Second, you need to establish that you have a way of contacting the hiring manager, CEO, or some other decision-maker. It’s likely that the job application process obfuscates this information, but if you’re going to all the trouble of doing a custom analysis, you want to make sure that somebody actually sees it, so sending it to a human’s email address is better. The good news is that finding this shouldn’t be too hard if you know the person’s name; services like Hunter.io and VoilaNorbert can help you find business emails with a high degree of certainty if you know the person’s name and company URL.
Once you know the job is worth it and you’ve got a reliable way of contacting a real person (hiring manager, CEO, Data Science lead, etc.) at the company, it’s time to start your research. You may be surprised just how much public market and even company data is out there if you do a little digging.

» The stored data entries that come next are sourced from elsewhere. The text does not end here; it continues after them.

//! Tracing subscriber initialisation.
//!
//! Only the CLI crate is allowed to call [`init_logging`]; `infraplate-core`
//! and `infraplate-adapters` only *emit* spans and events.
//!
//! # Verbosity mapping
//!
//! | Flag(s)  | Filter level |
//! |----------|--------------|
//! | (none)   | WARN         |
//! | `-v`     | INFO         |
//! | `-vv`    | DEBUG        |
//! | `-vvv`   | TRACE        |
//! | `--quiet`| ERROR        |
//!
//! `RUST_LOG` overrides all of the above if set. Logs always go to stderr.

use std::io::IsTerminal as _;

use tracing_subscriber::{EnvFilter, layer::SubscriberExt, util::SubscriberInitExt};

use crate::cli::{GlobalArgs, LogFormat};

/// Initialise the global tracing subscriber.
///
/// Must be called exactly once, before any tracing macros fire.
pub fn init_logging(args: &GlobalArgs) -> anyhow::Result<()> {
    let level = derive_level(args);

    let filter = EnvFilter::try_from_default_env().unwrap_or_else(|_| {
        EnvFilter::new(format!(
            "infraplate={level},infraplate_core={level},infraplate_adapters={level}"
        ))
    });

    let use_ansi = !args.no_color && std::io::stderr().is_terminal();

    let (text, json) = match args.log_format {
        LogFormat::Text => (
            Some(
                tracing_subscriber::fmt::layer()
                    .with_target(false)
                    .with_thread_ids(false)
                    .with_file(false)
                    .with_line_number(false)
                    .with_ansi(use_ansi)
                    .with_writer(std::io::stderr),
            ),
            None,
        ),
        LogFormat::Json => (
            None,
            Some(
                tracing_subscriber::fmt::layer()
                    .json()
                    .with_current_span(true)
                    .with_writer(std::io::stderr),
            ),
        ),
    };

    tracing_subscriber::registry()
        .with(filter)
        .with(text)
        .with(json)
        .try_init()
        .map_err(|e| anyhow::anyhow!("Failed to initialise tracing: {e}"))?;

    Ok(())
}

/// Translate the verbosity counter + quiet flag to a level string.
fn derive_level(args: &GlobalArgs) -> &'static str {
    if args.quiet {
        return "error";
    }
    match args.verbose {
        0 => "warn",
        1 => "info",
        2 => "debug",
        _ => "trace",
    }
}

#[cfg(test)]
mod tests {
    use super::*;
    use crate::cli::OutputFormat;

    fn args_with(verbose: u8, quiet: bool) -> GlobalArgs {
        GlobalArgs {
            verbose,
            quiet,
            no_color: true,
            config: None,
            output_format: OutputFormat::Auto,
            log_format: LogFormat::Text,
        }
    }

    #[test]
    fn level_quiet() {
        assert_eq!(derive_level(&args_with(0, true)), "error");
    }

    #[test]
    fn level_default() {
        assert_eq!(derive_level(&args_with(0, false)), "warn");
    }

    #[test]
    fn level_verbose_counts() {
        assert_eq!(derive_level(&args_with(1, false)), "info");
        assert_eq!(derive_level(&args_with(2, false)), "debug");
        assert_eq!(derive_level(&args_with(3, false)), "trace");
        assert_eq!(derive_level(&args_with(10, false)), "trace");
    }

    // quiet takes precedence over verbose
    #[test]
    fn quiet_overrides_verbose() {
        assert_eq!(derive_level(&args_with(3, true)), "error");
    }
}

What you do will be highly dependent on the specifics of the company you’re looking at, but you should think about this the same way you might think about any business-focused data science project, following steps like:
- Identifying business problems the company has or is likely to have
- Identifying what kinds of data might be useful in suggesting solutions to these problems
- Collecting, cleaning, and organizing the data
- Doing some exploratory data analysis and visualization
- Drilling down into the most fruitful areas for further analysis
- Visualizing and/or writing up your analysis
If you need help with any of the technical aspects of this kind of project, we’ve got easy-to-understand, hands-on online courses that’ll teach you everything you need to know.
But assuming that you’ve got all the technical skills down already, what’s most important here is that final step: communicating your analysis clearly in a business context. In other words: What’s the problem? What’s the solution to this problem, and why? That’s the most important message you need to get across. Don’t throw a bunch of advanced math or code at a recruiter, even if you think they’ll understand them.
The point of going to all this effort is to demonstrate that:
- You’re interested in this company and already thinking about its business problems on a deep level.
- You have the technical skills needed to analyze business problems at this company
- You’re proactive, and a self-starter
Make no mistake, this isn’t always going to work. Hours and hours of work could end with an email that just gets you a polite “no thanks,” or simply no reply at all. But if there’s a company you really like and you’re concerned about standing out in a sea of applicants, this outside-the-box strategy could be what you need to get yourself to the top of the hiring manager’s list.
Lower Stakes: Using This Advice in Traditional Applications and Interviews
The basic idea behind this is just that companies want to see you’re thinking about and grappling with their business problems. If you don’t want to go all-out with a company-specific data analysis project, there are still ways that you can help yourself stand out by demonstrating that you’re doing this in the context of a more traditional application process.
If you’re applying to a few different companies in the same field, for example, you can do a data science project that has some relevance to that industry and then include that in your application. This won’t have the same standout impact as doing a company-specific project, but it does demonstrate that you’ve done some thinking about the kind of work you’d be doing in the industry of the companies to which you’re applying.
Once you’ve made it to the interview phase, you’ll have another opportunity to show the extent to which you’re thinking about the company and its business problems. Asking the right questions of your prospective new employer can really help you stand out. From a great data science applicant, Rafi says, “I would expect some very probing questions about some of the flows that we have, and some of the assumptions that we have, the KPIs that matter to us.”
“If I don't see a data scientist asking those questions, that's a red flag for me,” he says.